Manual segmentation and FreeSurfer can similarly detect volumetric differences in CA2–CA3 in clinical and healthy populations (72). The advantage of FreeSurfer is that it allows replicability across different scanners, analytical softwares, and experimental samples in longitudinal studies (35). Another advantage is that FreeSurfer does not require high-resolution T2-weighted scans with hippocampal focus, which is sensitive for motion and other types of MRI artifacts (72). Finally, in a group of healthy individuals, we found convincing correlations between FreeSurfer measures and data obtained from the AdaBoost machine-learning segmentation protocol, which is frequently used in clinical populations (20).
The second limitation is that our study did not include a clinical group receiving placebo. We have no information about spontaneous changes in hippocampal structure during the early course of PD. However, it is unlikely that the CA2–CA3 region might undergo a spontaneous volume expansion. A truly critical question for future studies is when and why medication-related volume compensation is lost and it eventually turns into progressive atrophy.
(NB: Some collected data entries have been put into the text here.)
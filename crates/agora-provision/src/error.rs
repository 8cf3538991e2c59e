//! Community validation errors.

use agora_core::error::AgoraError;
use thiserror::Error;

#[derive(Debug, Error, PartialEq, Eq)]
pub enum ValidationError {
    #[error("community name must not be empty")]
    EmptyName,

    #[error("{field} exceeds {max} characters")]
    TooLong { field: &'static str, max: usize },

    #[error("unknown publication workflow: {0}")]
    UnknownWorkflow(String),

    #[error("configured {field} limit {configured} exceeds the stored maximum of {max}")]
    LimitAboveStoreMaximum {
        field: &'static str,
        configured: usize,
        max: usize,
    },
}

impl From<ValidationError> for AgoraError {
    fn from(err: ValidationError) -> Self {
        AgoraError::Validation {
            message: err.to_string(),
        }
    }
}
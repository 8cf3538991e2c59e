//! SurrealDB-backed [`Store`] used by the unit of work.

use agora_core::error::AgoraResult;
use agora_core::models::{community::Community, grant::Grant, oai_set::OaiSet, role::Role};
use agora_core::repository::{Record, Store, UniqueKey};
use surrealdb::{Connection, Surreal};
use tracing::{debug, info};

use crate::error::DbError;
use crate::repository::{
    SurrealCommunityRepository, SurrealGrantRepository, SurrealOaiSetRepository,
    SurrealRoleRepository, encode_argument,
};

/// A value bound to a statement parameter.
enum Param {
    Text(String),
    OptionalText(Option<String>),
    Flag(bool),
}

/// One `CREATE` statement plus the parameters it references.
struct Statement {
    sql: String,
    params: Vec<(String, Param)>,
}

impl Statement {
    fn create(index: usize, record: Record) -> Self {
        let p = |field: &str| format!("r{index}_{field}");
        match record {
            Record::Community(Community {
                id,
                name,
                description,
                logo,
                deleted,
                publication_workflow,
                restricted_submission,
                ..
            }) => Statement {
                sql: format!(
                    "CREATE type::record('community', ${id}) SET \
                     name = ${name}, description = ${description}, logo = ${logo}, \
                     deleted = ${deleted}, publication_workflow = ${workflow}, \
                     restricted_submission = ${restricted}, \
                     created_at = time::now(), updated_at = time::now();",
                    id = p("id"),
                    name = p("name"),
                    description = p("description"),
                    logo = p("logo"),
                    deleted = p("deleted"),
                    workflow = p("publication_workflow"),
                    restricted = p("restricted_submission"),
                ),
                params: vec![
                    (p("id"), Param::Text(id.to_string())),
                    (p("name"), Param::Text(name)),
                    (p("description"), Param::Text(description)),
                    (p("logo"), Param::OptionalText(logo)),
                    (p("deleted"), Param::Flag(deleted)),
                    (p("publication_workflow"), Param::Text(publication_workflow)),
                    (p("restricted_submission"), Param::Flag(restricted_submission)),
                ],
            },
            Record::Role(Role {
                id,
                name,
                description,
            }) => Statement {
                sql: format!(
                    "CREATE type::record('role', ${id}) SET \
                     name = ${name}, description = ${description};",
                    id = p("id"),
                    name = p("name"),
                    description = p("description"),
                ),
                params: vec![
                    (p("id"), Param::Text(id.to_string())),
                    (p("name"), Param::Text(name)),
                    (p("description"), Param::Text(description)),
                ],
            },
            Record::Grant(Grant {
                role_id,
                action,
                argument,
                exclude,
            }) => Statement {
                sql: format!(
                    "CREATE role_grant SET role_id = ${role_id}, action = ${action}, \
                     argument = ${argument}, exclude = ${exclude};",
                    role_id = p("role_id"),
                    action = p("action"),
                    argument = p("argument"),
                    exclude = p("exclude"),
                ),
                params: vec![
                    (p("role_id"), Param::Text(role_id.to_string())),
                    (p("action"), Param::Text(action)),
                    (
                        p("argument"),
                        Param::Text(encode_argument(argument.as_deref())),
                    ),
                    (p("exclude"), Param::Flag(exclude)),
                ],
            },
            Record::OaiSet(OaiSet {
                spec,
                name,
                description,
            }) => Statement {
                sql: format!(
                    "CREATE oai_set SET spec = ${spec}, name = ${name}, \
                     description = ${description};",
                    spec = p("spec"),
                    name = p("name"),
                    description = p("description"),
                ),
                params: vec![
                    (p("spec"), Param::Text(spec)),
                    (p("name"), Param::Text(name)),
                    (p("description"), Param::Text(description)),
                ],
            },
        }
    }
}

/// [`Store`] implementation over a SurrealDB connection.
///
/// `apply` sends every record as one `BEGIN TRANSACTION … COMMIT
/// TRANSACTION` script, so a failing statement cancels all of them.
#[derive(Clone)]
pub struct SurrealStore<C: Connection> {
    db: Surreal<C>,
    communities: SurrealCommunityRepository<C>,
    roles: SurrealRoleRepository<C>,
    grants: SurrealGrantRepository<C>,
    oai_sets: SurrealOaiSetRepository<C>,
}

impl<C: Connection> SurrealStore<C> {
    pub fn new(db: Surreal<C>) -> Self {
        Self {
            communities: SurrealCommunityRepository::new(db.clone()),
            roles: SurrealRoleRepository::new(db.clone()),
            grants: SurrealGrantRepository::new(db.clone()),
            oai_sets: SurrealOaiSetRepository::new(db.clone()),
            db,
        }
    }
}

impl<C: Connection> Store for SurrealStore<C> {
    async fn find(&self, key: &UniqueKey) -> AgoraResult<Option<Record>> {
        let record = match key {
            UniqueKey::CommunityName(name) => self
                .communities
                .find_by_name(name)
                .await?
                .map(Record::Community),
            UniqueKey::RoleName(name) => self.roles.find_by_name(name).await?.map(Record::Role),
            UniqueKey::Grant(grant) => self.grants.find(grant).await?.map(Record::Grant),
            UniqueKey::OaiSetSpec(spec) => {
                self.oai_sets.find_by_spec(spec).await?.map(Record::OaiSet)
            }
        };
        Ok(record)
    }

    async fn apply(&self, records: Vec<Record>) -> AgoraResult<()> {
        if records.is_empty() {
            return Ok(());
        }
        let count = records.len();

        let statements: Vec<Statement> = records
            .into_iter()
            .enumerate()
            .map(|(index, record)| Statement::create(index, record))
            .collect();

        let mut sql = String::from("BEGIN TRANSACTION;\n");
        for statement in &statements {
            sql.push_str(&statement.sql);
            sql.push('\n');
        }
        sql.push_str("COMMIT TRANSACTION;");

        let mut builder = self.db.query(sql);
        for (name, param) in statements.into_iter().flat_map(|s| s.params) {
            builder = match param {
                Param::Text(value) => builder.bind((name, value)),
                Param::OptionalText(value) => builder.bind((name, value)),
                Param::Flag(value) => builder.bind((name, value)),
            };
        }

        debug!(records = count, "Applying staged records");
        let mut response = builder.await.map_err(DbError::from)?;
        if let Some(err) = DbError::from_transaction(response.take_errors()) {
            debug!(records = count, error = %err, "Transaction cancelled");
            return Err(err.into());
        }

        info!(records = count, "Transaction committed");
        Ok(())
    }
}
The third main limitation is that the sample size was small. However, the obtained significance level for CA2–CA3 was convincing with a Cohen’s effect size larger than 0.8 (Table 3). The critical three-way interaction in the ANOVA was also highly significant with a large effect size according to Cohen’s criteria (0.18) (73). It is important to note that it is difficult to recruit de novo, non-medicated PD patients because general practitioners and other specialists often start various medications (e.g., antidepressants) before the final diagnosis of PD.
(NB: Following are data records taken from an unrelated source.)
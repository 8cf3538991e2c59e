//! Agora Provision: community roles, permission grants and OAI set
//! provisioning, plus the community service that drives it.

pub mod config;
pub mod error;
pub mod hook;
pub mod naming;
pub mod oai_set;
pub mod permissions;
pub mod service;

pub use config::CommunityConfig;
pub use error::ValidationError;
pub use hook::{CommunityLifecycleHook, ProvisionReport};
pub use service::{CommunityRoles, CommunityService};
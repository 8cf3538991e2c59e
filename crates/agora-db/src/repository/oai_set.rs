//! SurrealDB implementation of [`OaiSetRepository`].

use agora_core::error::AgoraResult;
use agora_core::models::oai_set::OaiSet;
use agora_core::repository::OaiSetRepository;
use surrealdb::{Connection, Surreal};
use surrealdb_types::SurrealValue;

use crate::error::DbError;

#[derive(Debug, SurrealValue)]
struct OaiSetRow {
    spec: String,
    name: String,
    description: String,
}

impl From<OaiSetRow> for OaiSet {
    fn from(row: OaiSetRow) -> Self {
        OaiSet {
            spec: row.spec,
            name: row.name,
            description: row.description,
        }
    }
}

/// SurrealDB implementation of the OAI set repository.
#[derive(Clone)]
pub struct SurrealOaiSetRepository<C: Connection> {
    db: Surreal<C>,
}

impl<C: Connection> SurrealOaiSetRepository<C> {
    pub fn new(db: Surreal<C>) -> Self {
        Self { db }
    }

    pub(crate) async fn find_by_spec(&self, spec: &str) -> Result<Option<OaiSet>, DbError> {
        let mut result = self
            .db
            .query("SELECT spec, name, description FROM oai_set WHERE spec = $spec LIMIT 1")
            .bind(("spec", spec.to_owned()))
            .await?;

        let rows: Vec<OaiSetRow> = result.take(0)?;
        Ok(rows.into_iter().next().map(OaiSet::from))
    }
}

impl<C: Connection> OaiSetRepository for SurrealOaiSetRepository<C> {
    async fn get_by_spec(&self, spec: &str) -> AgoraResult<OaiSet> {
        self.find_by_spec(spec).await?.ok_or_else(|| {
            DbError::NotFound {
                entity: "oai_set".into(),
                id: spec.into(),
            }
            .into()
        })
    }
}
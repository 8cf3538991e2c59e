//! Community domain model.
//!
//! A community is the organizational unit that owns a pair of roles
//! (administrator and member), their permission grants, and an OAI set.

use chrono::{DateTime, Utc};
use serde::{Deserialize, Serialize};
use uuid::Uuid;

/// Publication workflow assigned to new communities.
pub const DEFAULT_PUBLICATION_WORKFLOW: &str = "direct_publish";

/// Longest name, in characters, the store accepts.
pub const MAX_NAME_LENGTH: usize = 80;

/// Longest description, in characters, the store accepts.
pub const MAX_DESCRIPTION_LENGTH: usize = 2000;

#[derive(Debug, Clone, PartialEq, Eq, Serialize, Deserialize)]
pub struct Community {
    pub id: Uuid,
    /// Display name, unique across all communities (deleted ones included).
    pub name: String,
    pub description: String,
    /// Link to the logo.
    pub logo: Option<String>,
    /// Soft-delete marker.
    pub deleted: bool,
    /// Publication workflow used in this community.
    pub publication_workflow: String,
    /// Restrict record creation to community members.
    pub restricted_submission: bool,
    pub created_at: DateTime<Utc>,
    pub updated_at: DateTime<Utc>,
}

impl Community {
    /// Build a new community with a fresh identifier.
    ///
    /// Every default is set here; the store never fills in missing values.
    pub fn new(input: CreateCommunity) -> Self {
        let now = Utc::now();
        Self {
            id: Uuid::new_v4(),
            name: input.name,
            description: input.description,
            logo: input.logo,
            deleted: false,
            publication_workflow: input
                .publication_workflow
                .unwrap_or_else(|| DEFAULT_PUBLICATION_WORKFLOW.into()),
            restricted_submission: input.restricted_submission.unwrap_or(false),
            created_at: now,
            updated_at: now,
        }
    }
}

/// Fields required to create a new community.
#[derive(Debug, Clone, Serialize, Deserialize, Default)]
pub struct CreateCommunity {
    pub name: String,
    pub description: String,
    pub logo: Option<String>,
    pub publication_workflow: Option<String>,
    pub restricted_submission: Option<bool>,
}

/// Fields that can be updated on an existing community.
#[derive(Debug, Clone, Serialize, Deserialize, Default)]
pub struct UpdateCommunity {
    pub name: Option<String>,
    pub description: Option<String>,
    pub logo: Option<String>,
    pub publication_workflow: Option<String>,
    pub restricted_submission: Option<bool>,
}

#[cfg(test)]
mod tests {
    use super::*;

    #[test]
    fn new_community_gets_explicit_defaults() {
        let community = Community::new(CreateCommunity {
            name: "Earth Sciences".into(),
            description: "Rocks and weather".into(),
            ..Default::default()
        });

        assert!(!community.deleted);
        assert!(!community.restricted_submission);
        assert_eq!(community.publication_workflow, DEFAULT_PUBLICATION_WORKFLOW);
        assert_eq!(community.logo, None);
        assert_eq!(community.created_at, community.updated_at);
    }

    #[test]
    fn new_community_keeps_requested_workflow() {
        let community = Community::new(CreateCommunity {
            name: "Linguistics".into(),
            description: String::new(),
            publication_workflow: Some("review_and_publish".into()),
            restricted_submission: Some(true),
            ..Default::default()
        });

        assert_eq!(community.publication_workflow, "review_and_publish");
        assert!(community.restricted_submission);
    }
}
In conclusion, newly diagnosed PD patients exhibit a selective reduction of the CA2–CA3 subfield of the hippocampus, which is ameliorated by l-DOPA during the initial phase of the disease. These findings should be interpreted taking into account the small sample size and the lack of a placebo group. Future studies should assess the long-term effect of dopaminergic medications in relation to progressive brain volume loss and non-motor symptoms of PD.
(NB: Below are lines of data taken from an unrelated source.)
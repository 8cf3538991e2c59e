//! SurrealDB implementation of [`RoleRepository`].

use agora_core::error::AgoraResult;
use agora_core::models::role::Role;
use agora_core::repository::RoleRepository;
use surrealdb::{Connection, Surreal};
use surrealdb_types::SurrealValue;
use uuid::Uuid;

use crate::error::DbError;

#[derive(Debug, SurrealValue)]
struct RoleRow {
    record_id: String,
    name: String,
    description: String,
}

impl RoleRow {
    fn try_into_role(self) -> Result<Role, DbError> {
        let id = Uuid::parse_str(&self.record_id)
            .map_err(|e| DbError::InvalidRow(format!("invalid role UUID: {e}")))?;
        Ok(Role {
            id,
            name: self.name,
            description: self.description,
        })
    }
}

/// SurrealDB implementation of the Role repository.
#[derive(Clone)]
pub struct SurrealRoleRepository<C: Connection> {
    db: Surreal<C>,
}

impl<C: Connection> SurrealRoleRepository<C> {
    pub fn new(db: Surreal<C>) -> Self {
        Self { db }
    }

    pub(crate) async fn find_by_name(&self, name: &str) -> Result<Option<Role>, DbError> {
        let mut result = self
            .db
            .query(
                "SELECT meta::id(id) AS record_id, * FROM role \
                 WHERE name = $name LIMIT 1",
            )
            .bind(("name", name.to_owned()))
            .await?;

        let rows: Vec<RoleRow> = result.take(0)?;
        rows.into_iter().next().map(RoleRow::try_into_role).transpose()
    }
}

impl<C: Connection> RoleRepository for SurrealRoleRepository<C> {
    async fn get_by_id(&self, id: Uuid) -> AgoraResult<Role> {
        let id_str = id.to_string();

        let mut result = self
            .db
            .query("SELECT meta::id(id) AS record_id, * FROM type::record('role', $id)")
            .bind(("id", id_str.clone()))
            .await
            .map_err(DbError::from)?;

        let rows: Vec<RoleRow> = result.take(0).map_err(DbError::from)?;
        let row = rows.into_iter().next().ok_or_else(|| DbError::NotFound {
            entity: "role".into(),
            id: id_str,
        })?;

        Ok(row.try_into_role()?)
    }

    async fn get_by_name(&self, name: &str) -> AgoraResult<Role> {
        self.find_by_name(name).await?.ok_or_else(|| {
            DbError::NotFound {
                entity: "role".into(),
                id: name.into(),
            }
            .into()
        })
    }
}
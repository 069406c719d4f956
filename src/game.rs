/*
 * This Source Code Form is subject to the terms of the Mozilla Public
 * License, v. 2.0. If a copy of the MPL was not distributed with this
 * file, You can obtain one at https://mozilla.org/MPL/2.0/.
 */

use crate::board::{GameOutcome, Move, Position};

/// A game in progress: the current position plus the move history, with
/// undo and redo.
///
/// The history is a list of positions with a cursor into it. Making a move
/// first discards any positions ahead of the cursor (the redo tail), so the
/// history always describes a single line of play.
#[derive(Clone, Debug)]
pub struct Game {
    history: Vec<Position>,
    moves: Vec<Move>,
    cursor: usize,
}

impl Game {
    /// Starts a new game from the standard starting position.
    pub fn new() -> Self {
        Self::from_position(Position::STANDARD)
    }

    /// Starts a game from an arbitrary position.
    pub fn from_position(position: Position) -> Self {
        Self {
            history: vec![position],
            moves: Vec::new(),
            cursor: 0,
        }
    }

    /// Number of moves played up to the cursor.
    pub fn moves_played(&self) -> usize {
        self.cursor
    }

    /// The position at the cursor.
    pub fn current_position(&self) -> &Position {
        &self.history[self.cursor]
    }

    /// The outcome at the cursor.
    pub fn current_status(&self) -> GameOutcome {
        self.current_position().outcome()
    }

    /// The move that led to the current position, if any move has been
    /// played.
    pub fn most_recent_move(&self) -> Option<Move> {
        self.cursor.checked_sub(1).map(|i| self.moves[i])
    }

    /// Plays `mv` if it is legal, discarding any undone moves.
    ///
    /// Returns `false` (and changes nothing) if the move is illegal.
    pub fn make_move(&mut self, mv: Move) -> bool {
        if !self.current_position().is_legal(mv) {
            return false;
        }

        self.history.truncate(self.cursor + 1);
        self.moves.truncate(self.cursor);

        self.history.push(self.current_position().with_move(mv));
        self.moves.push(mv);
        self.cursor += 1;

        true
    }

    /// Steps one move back, returning the move that was undone.
    pub fn undo_move(&mut self) -> Option<Move> {
        let undone = self.most_recent_move()?;
        self.cursor -= 1;
        Some(undone)
    }

    /// Steps one move forward again, returning the move that was replayed.
    pub fn redo_move(&mut self) -> Option<Move> {
        if self.cursor + 1 >= self.history.len() {
            return None;
        }
        self.cursor += 1;
        self.most_recent_move()
    }

    /// Moves the cursor back to the first position without forgetting the
    /// line, so it can be replayed with [`Self::redo_move`].
    pub fn reset_to_start(&mut self) {
        self.cursor = 0;
    }
}

impl Default for Game {
    fn default() -> Self {
        Self::new()
    }
}

#[cfg(test)]
mod tests {
    use super::*;
    use crate::board::{GameOutcome, Square};

    #[test]
    fn rejects_illegal_moves() {
        let mut game = Game::new();
        assert!(!game.make_move(Move::new(Square::B1, Square::B2)));
        assert_eq!(game.moves_played(), 0);
    }

    #[test]
    fn make_undo_redo_round_trip() {
        let mut game = Game::new();
        let start = *game.current_position();

        let mv = game.current_position().legal_moves()[0];
        assert!(game.make_move(mv));
        assert_eq!(game.moves_played(), 1);
        assert_eq!(game.most_recent_move(), Some(mv));

        assert_eq!(game.undo_move(), Some(mv));
        assert_eq!(game.current_position(), &start);
        assert_eq!(game.moves_played(), 0);

        assert_eq!(game.redo_move(), Some(mv));
        assert_eq!(game.current_position(), &start.with_move(mv));
    }

    #[test]
    fn making_a_move_truncates_the_redo_tail() {
        let mut game = Game::new();

        let first = game.current_position().legal_moves()[0];
        game.make_move(first);
        game.undo_move();

        let second = game.current_position().legal_moves()[1];
        assert!(game.make_move(second));
        assert_eq!(game.redo_move(), None, "the old line is gone");
        assert_eq!(game.most_recent_move(), Some(second));
    }

    #[test]
    fn fresh_game_is_ongoing() {
        let mut game = Game::new();
        assert_eq!(game.current_status(), GameOutcome::Ongoing);
        assert_eq!(game.most_recent_move(), None);
        assert_eq!(game.undo_move(), None);
        assert_eq!(game.moves_played(), 0);
    }
}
The study was done in accordance with the Declaration of Helsinki. All participants gave written informed consent. The study was approved by the Hungarian Scientific and Research Committee of the Medical Research Council, Budapest, Hungary. No vulnerable populations were included in the study.
OG, HN, MB, OK, AM, IR, and SK designed the study. OG, HN, and SK collected and analyzed the data. IR and AM completed the research design and reviewed the analysis. OG and SK wrote the first draft of the paper, which was reviewed and approved by all authors.
Conflict of Interest Statement
The authors declare that the research was conducted in the absence of any commercial or financial relationships that could be construed as a potential conflict of interest.
The reviewer GM and handling editor declared their shared affiliation, and the handling editor states that the process nevertheless met the standards of a fair and objective review.
This study was supported by Hungarian Brain Research Program (KTIA NAP, ID: 13-2-2014-0020). I.R. was supported by the Wellcome Trust (103952/Z/14/Z).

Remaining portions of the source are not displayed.